Namun dalam faktanya tidaklah selamanya demikian. Fenomena radikalisasi agama telah
menyisakan berbagai persoalan serta menjadi penyebab lahirnya berbagai tindakan
kekerasan, kebencian, teror serta penghakiman terhadap komunitas lain yang mereka
anggap sesat.
Prilaku
tersebut tidak jarang menjadikan ayat-ayat Al-Quran sebagai justifikasi tindakan
kekerasan mereka. Sehingga sakralitas dan ayat-ayat kitab suci pun semakin
menakutkan. Fenomena tersebut terjadi dikarenakan oleh pembacaan atau tafsir terhadap
teks kitab suci tidak didasarkan pada prinsip keramahtan serta nilai-nilai
kemanusiaan yang tersimpan di dalamnya. Sehingga tidak jarang pula kita
menemukan prilaku sebahagian ummat beragama menjadi eksklusif, serta tidak
toleran dikarenakan oleh penafsirannya.
Teks
Al-Quran memang selalu menyisahkan ruang yang cukup problematik dalam dunia
tafsir karena Al-Quran adalah kumpulan huruf-huruf yang diam, ia hanya bisa
berbunyi ketika dibunyikan oleh pembaca atau penafsirnya. Ali Bin Abi Thalib
yang juga salah seorang korban dari tafsir intoleran agama tersebut,
sebagaimana yang dikutif oleh Ibnu Jarir Al-Thabari dalam kitabnya Tarikh Al-Umam Wa Al-Muluk mengatakan
bahwa “Sesungguhnya Al-Quran adalah
tulisan yang diantarai oleh dua pinggir bingkai. Ia tidak bisa berbicara
apa-apa, kehendak manusialah yang membuatnya berbicara”.
Lebih
lanjut, Khaled Abou el-Fadl mempertegas pendapat tersebut dengan mengatakan
bahwa Al-Quran sangat tergantung pada moralitas pembacanya. Ketika Al-Quran
dibaca atau ditafsirkan secara intoleran, maka besar kemungkinan ayat-ayat Al-Quran
akan melahirkan pesan-pesan intoleran seperti dendam, kebencian dan teror.
Meski
demikian, kitab suci tetaplah menjadi sesuatu hal yang sangat fundamen dalam
setiap agama, sebab agama tanpa kitab suci sangatlah tidak mungkin, sebagaimana
kitab suci tanpa pembaca atau penafsir juga amat tidak mungkin. Namun yang
menjadi persoalan jika Al-Quran ditafsirkan tidak dalam konteks humanis, toleran
dan berkeadilan, maka pesan-pesan Al-Quran tersebut tidak akan menjadi rahmat bagi
kehidupan dan bahkan bisa menjadi beban dan sumber “penghambat” peradaban ummat
manusia.
Peradaban
Toleransi
Al-Quran
merupakan sumber ajaran Islam yang terangkum dalam 30 just, serta terdiri dari
6666 ayat, terdapat 300 ayat yang secara eksplisit menegaskan pentingnya
toleransi dan perdamaian. Sementara ayat yang biasa dijadikan sebagai tolok
ukur tindakan kekerasan atau intoleransi oleh beberapa kelompok radikal hanya
176 ayat, dan itupun sangat terkait dengan kondisi sosial tertentu dimana ayat
tersebut diturunkan.
Jika
semua ayat dalam Al-Quran tersebut diperas atau disederhakan, maka akan
ditemukan rangkumannya dalam surah Al-Fatihah, dan ketika surah Al-Fatihah tersebut
disederhanakan lagi, maka rangkumannya akan ditemukan dalam bacaan Basamalah (Bismilahirahmanirhohim)

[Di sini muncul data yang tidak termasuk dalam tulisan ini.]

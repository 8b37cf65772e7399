//! The order record read from the YAML source file.
//!
//! Scalars are kept as [`FieldValue`] rather than `String` because people
//! write `zip: 68588` or `quantity: 4` without quotes, and the form should
//! show `68588`, not a type error. Every scalar is optional at this level;
//! which fields are actually required is decided by the field table in
//! [`crate::layout`], so the whole policy lives in one place.

use indexmap::IndexMap;
use serde::de::{self, Deserializer, MapAccess, Visitor};
use serde::Deserialize;
use std::fmt;

/// A YAML scalar as written by the user.
///
/// Integers that do not fit an `i64` (long part numbers, mostly) are kept as
/// their exact digits in `Text`.
#[derive(Debug, Clone, PartialEq)]
pub enum FieldValue {
    Int(i64),
    Float(f64),
    Bool(bool),
    Text(String),
}

impl FieldValue {
    pub fn text(s: impl Into<String>) -> Self {
        FieldValue::Text(s.into())
    }

    /// The numeric value of integers and floats, which land in numeric cells.
    pub fn as_number(&self) -> Option<f64> {
        match self {
            FieldValue::Int(i) => Some(*i as f64),
            FieldValue::Float(x) => Some(*x),
            FieldValue::Bool(_) | FieldValue::Text(_) => None,
        }
    }
}

impl<'de> Deserialize<'de> for FieldValue {
    fn deserialize<D: Deserializer<'de>>(deserializer: D) -> Result<Self, D::Error> {
        struct FieldValueVisitor;

        impl<'de> Visitor<'de> for FieldValueVisitor {
            type Value = FieldValue;

            fn expecting(&self, f: &mut fmt::Formatter<'_>) -> fmt::Result {
                f.write_str("a string, number or boolean")
            }

            fn visit_bool<E: de::Error>(self, v: bool) -> Result<FieldValue, E> {
                Ok(FieldValue::Bool(v))
            }

            fn visit_i64<E: de::Error>(self, v: i64) -> Result<FieldValue, E> {
                Ok(FieldValue::Int(v))
            }

            fn visit_u64<E: de::Error>(self, v: u64) -> Result<FieldValue, E> {
                Ok(i64::try_from(v)
                    .map(FieldValue::Int)
                    .unwrap_or_else(|_| FieldValue::Text(v.to_string())))
            }

            fn visit_i128<E: de::Error>(self, v: i128) -> Result<FieldValue, E> {
                Ok(i64::try_from(v)
                    .map(FieldValue::Int)
                    .unwrap_or_else(|_| FieldValue::Text(v.to_string())))
            }

            fn visit_u128<E: de::Error>(self, v: u128) -> Result<FieldValue, E> {
                Ok(i64::try_from(v)
                    .map(FieldValue::Int)
                    .unwrap_or_else(|_| FieldValue::Text(v.to_string())))
            }

            fn visit_f64<E: de::Error>(self, v: f64) -> Result<FieldValue, E> {
                Ok(FieldValue::Float(v))
            }

            fn visit_str<E: de::Error>(self, v: &str) -> Result<FieldValue, E> {
                Ok(FieldValue::Text(v.to_string()))
            }

            fn visit_string<E: de::Error>(self, v: String) -> Result<FieldValue, E> {
                Ok(FieldValue::Text(v))
            }
        }

        deserializer.deserialize_any(FieldValueVisitor)
    }
}

impl fmt::Display for FieldValue {
    fn fmt(&self, f: &mut fmt::Formatter<'_>) -> fmt::Result {
        match self {
            FieldValue::Int(i) => write!(f, "{i}"),
            FieldValue::Float(x) => write!(f, "{x}"),
            FieldValue::Bool(b) => write!(f, "{b}"),
            FieldValue::Text(s) => f.write_str(s),
        }
    }
}

impl From<&str> for FieldValue {
    fn from(s: &str) -> Self {
        FieldValue::Text(s.to_string())
    }
}

impl From<String> for FieldValue {
    fn from(s: String) -> Self {
        FieldValue::Text(s)
    }
}

impl From<i64> for FieldValue {
    fn from(i: i64) -> Self {
        FieldValue::Int(i)
    }
}

impl From<f64> for FieldValue {
    fn from(x: f64) -> Self {
        FieldValue::Float(x)
    }
}

/// Render an optional scalar, `""` when absent.
pub(crate) fn text_or_empty(value: &Option<FieldValue>) -> String {
    value.as_ref().map(ToString::to_string).unwrap_or_default()
}

/// Vendor block of the order. Every entry is optional.
#[derive(Debug, Clone, Default, PartialEq, Deserialize)]
pub struct Vendor {
    pub name: Option<FieldValue>,
    pub address: Option<FieldValue>,
    pub city: Option<FieldValue>,
    pub state: Option<FieldValue>,
    pub zip: Option<FieldValue>,
    pub contact_name: Option<FieldValue>,
    pub contact_phone: Option<FieldValue>,
    pub phone: Option<FieldValue>,
    pub fax: Option<FieldValue>,
    pub url: Option<FieldValue>,
}

/// One line item. The item key (part number) is the map key in [`Items`].
#[derive(Debug, Clone, Default, PartialEq, Deserialize)]
pub struct Item {
    #[serde(default, alias = "description")]
    pub desc: Option<FieldValue>,
    #[serde(default)]
    pub quantity: Option<FieldValue>,
    #[serde(default)]
    pub unit_price: Option<FieldValue>,
}

impl Item {
    pub fn new(
        desc: impl Into<FieldValue>,
        quantity: impl Into<FieldValue>,
        unit_price: impl Into<FieldValue>,
    ) -> Self {
        Self {
            desc: Some(desc.into()),
            quantity: Some(quantity.into()),
            unit_price: Some(unit_price.into()),
        }
    }
}

/// Line items keyed by part number, in the order they appear in the file.
///
/// Keys are unique: a repeated key is a deserialisation error rather than a
/// silent overwrite, since the overwritten line would vanish from the form.
#[derive(Debug, Clone, Default, PartialEq)]
pub struct Items(IndexMap<String, Item>);

impl Items {
    pub fn new() -> Self {
        Self::default()
    }

    pub fn len(&self) -> usize {
        self.0.len()
    }

    pub fn is_empty(&self) -> bool {
        self.0.is_empty()
    }

    pub fn iter(&self) -> indexmap::map::Iter<'_, String, Item> {
        self.0.iter()
    }

    pub fn get(&self, key: &str) -> Option<&Item> {
        self.0.get(key)
    }

    pub fn as_map(&self) -> &IndexMap<String, Item> {
        &self.0
    }
}

impl From<IndexMap<String, Item>> for Items {
    fn from(map: IndexMap<String, Item>) -> Self {
        Items(map)
    }
}

impl FromIterator<(String, Item)> for Items {
    fn from_iter<I: IntoIterator<Item = (String, Item)>>(iter: I) -> Self {
        Items(iter.into_iter().collect())
    }
}

impl<'a> IntoIterator for &'a Items {
    type Item = (&'a String, &'a Item);
    type IntoIter = indexmap::map::Iter<'a, String, Item>;

    fn into_iter(self) -> Self::IntoIter {
        self.0.iter()
    }
}

impl<'de> Deserialize<'de> for Items {
    fn deserialize<D: Deserializer<'de>>(deserializer: D) -> Result<Self, D::Error> {
        struct ItemsVisitor;

        impl<'de> Visitor<'de> for ItemsVisitor {
            type Value = Items;

            fn expecting(&self, f: &mut fmt::Formatter<'_>) -> fmt::Result {
                f.write_str("a mapping of item keys to item details")
            }

            fn visit_map<A: MapAccess<'de>>(self, mut access: A) -> Result<Items, A::Error> {
                let mut map = IndexMap::with_capacity(access.size_hint().unwrap_or(0));
                while let Some(key) = access.next_key::<FieldValue>()? {
                    let key = key.to_string();
                    // `part-42:` with nothing after it is an item with all defaults.
                    let item = access.next_value::<Option<Item>>()?.unwrap_or_default();
                    if map.contains_key(&key) {
                        return Err(de::Error::custom(format!("duplicate item key '{key}'")));
                    }
                    map.insert(key, item);
                }
                Ok(Items(map))
            }
        }

        deserializer.deserialize_map(ItemsVisitor)
    }
}

/// A purchase requisition: the unit of work for one run.
#[derive(Debug, Clone, Default, PartialEq, Deserialize)]
pub struct Requisition {
    #[serde(default, deserialize_with = "null_as_default")]
    pub vendor: Vendor,
    pub delivery_date: Option<FieldValue>,
    pub cost_object: Option<FieldValue>,
    pub submission_date: Option<FieldValue>,
    pub requestor_name: Option<FieldValue>,
    pub requestor_phone: Option<FieldValue>,
    pub supervisor_name: Option<FieldValue>,
    pub use_for_project: Option<FieldValue>,
    pub items: Option<Items>,
}

fn null_as_default<'de, D, T>(deserializer: D) -> Result<T, D::Error>
where
    D: Deserializer<'de>,
    T: Deserialize<'de> + Default,
{
    Ok(Option::<T>::deserialize(deserializer)?.unwrap_or_default())
}

#[cfg(test)]
mod tests {
    use super::*;
    use pretty_assertions::assert_eq;

    #[test]
    fn scalars_keep_their_natural_text() {
        assert_eq!(FieldValue::Int(68588).to_string(), "68588");
        assert_eq!(FieldValue::Float(12.5).to_string(), "12.5");
        assert_eq!(FieldValue::text("NE").to_string(), "NE");
        assert_eq!(FieldValue::Int(1).as_number(), Some(1.0));
        assert_eq!(FieldValue::text("1").as_number(), None);
        assert_eq!(FieldValue::Bool(true).as_number(), None);
    }

    #[test]
    fn long_numeric_item_keys_keep_every_digit() {
        let items: Items = serde_yaml::from_str(
            "12345678901234567890: {desc: twenty digits}\n\
             123456789012345678901234: {desc: twenty-four digits}\n\
             -98765432109876543210: {desc: negative}\n\
             42: {desc: small}\n",
        )
        .unwrap();
        let keys: Vec<&str> = items.iter().map(|(k, _)| k.as_str()).collect();
        assert_eq!(
            keys,
            vec![
                "12345678901234567890",
                "123456789012345678901234",
                "-98765432109876543210",
                "42",
            ]
        );
    }

    #[test]
    fn oversized_integers_become_exact_text() {
        let v: Vendor = serde_yaml::from_str("zip: 123456789012345678901234\nphone: 4025550100\n")
            .unwrap();
        assert_eq!(v.zip, Some(FieldValue::text("123456789012345678901234")));
        assert_eq!(v.phone, Some(FieldValue::Int(4025550100)));
    }

    #[test]
    fn booleans_and_floats_deserialize() {
        let item: Item = serde_yaml::from_str("desc: true\nunit_price: 12.5\n").unwrap();
        assert_eq!(item.desc, Some(FieldValue::Bool(true)));
        assert_eq!(item.unit_price, Some(FieldValue::Float(12.5)));
    }

    #[test]
    fn unquoted_numbers_deserialize_as_numbers() {
        let v: Vendor = serde_yaml::from_str("zip: 68588\nphone: '402-555-0100'\n").unwrap();
        assert_eq!(v.zip, Some(FieldValue::Int(68588)));
        assert_eq!(v.phone, Some(FieldValue::text("402-555-0100")));
        assert_eq!(v.city, None);
    }

    #[test]
    fn items_preserve_file_order() {
        let items: Items = serde_yaml::from_str(
            "zeta: {desc: last letter}\nalpha: {desc: first letter}\n1234: {quantity: 2}\n",
        )
        .unwrap();
        let keys: Vec<&str> = items.iter().map(|(k, _)| k.as_str()).collect();
        assert_eq!(keys, vec!["zeta", "alpha", "1234"]);
        assert_eq!(items.get("1234").unwrap().quantity, Some(FieldValue::Int(2)));
    }

    #[test]
    fn description_alias_is_accepted() {
        let item: Item = serde_yaml::from_str("description: Oscilloscope probe\n").unwrap();
        assert_eq!(item.desc, Some(FieldValue::text("Oscilloscope probe")));
    }

    #[test]
    fn bare_item_key_gets_defaults() {
        let items: Items = serde_yaml::from_str("cable:\nplug: {desc: plug}\n").unwrap();
        assert_eq!(items.len(), 2);
        assert_eq!(items.get("cable"), Some(&Item::default()));
    }

    #[test]
    fn duplicate_item_keys_are_rejected() {
        let err = serde_yaml::from_str::<Items>("a: {desc: one}\nb: {}\na: {desc: two}\n")
            .unwrap_err();
        assert!(err.to_string().contains("duplicate"), "got: {err}");
    }

    #[test]
    fn missing_and_null_vendor_default_to_empty() {
        let r: Requisition = serde_yaml::from_str("requestor_name: Ann\n").unwrap();
        assert_eq!(r.vendor, Vendor::default());
        let r: Requisition = serde_yaml::from_str("vendor:\nrequestor_name: Ann\n").unwrap();
        assert_eq!(r.vendor, Vendor::default());
        assert_eq!(r.items, None);
    }
}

(Zuhairi Misrawi; 2009). Beberapa ayat dalam Al-Quran dimulai dengan bacaan Basamalah, hal tersebut menandakan
bahwasanya betapa kasih sayang adalah merupakan sifat Allah yang dituangkan
dalam teks Al-Quran yang harus senantiasa dibumikan dan menjadi pembuka segala kehidupan.
Olehnya
itu, terkait dengan perayaan Nuzulu Al-Quran,
kiranya pesan–pesan moral seperti toleransi, kasih sayang dan kedamaian
sebagaimana yang terdapat didalamnya dapat dijadikan sebagai momentum
pencerahan peradaban ummat manusia. Sebab bangsa yang tercerahkan dan
berperadaban maju menurut Ibnu Khaldum, adalah bangsa yang senantiasa mampu
membangun dan merawat budaya toleransi.
Toleransi
merupakan fitra kemanusiaan serta realitas kehidupan masyarakat pluralis dan
multikultur yang tidak bisa diabaikan keberadaannya oleh siapapun. Demikian
juga, toleransi merupakan keniscayaan hidup dalam sejarah peradaban ummat
manusia karena tidak ada peradaban yang langgeng dan tegak diatas kedzaliman
serta sikap arogansi yang mengabaikan prilaku toleransi.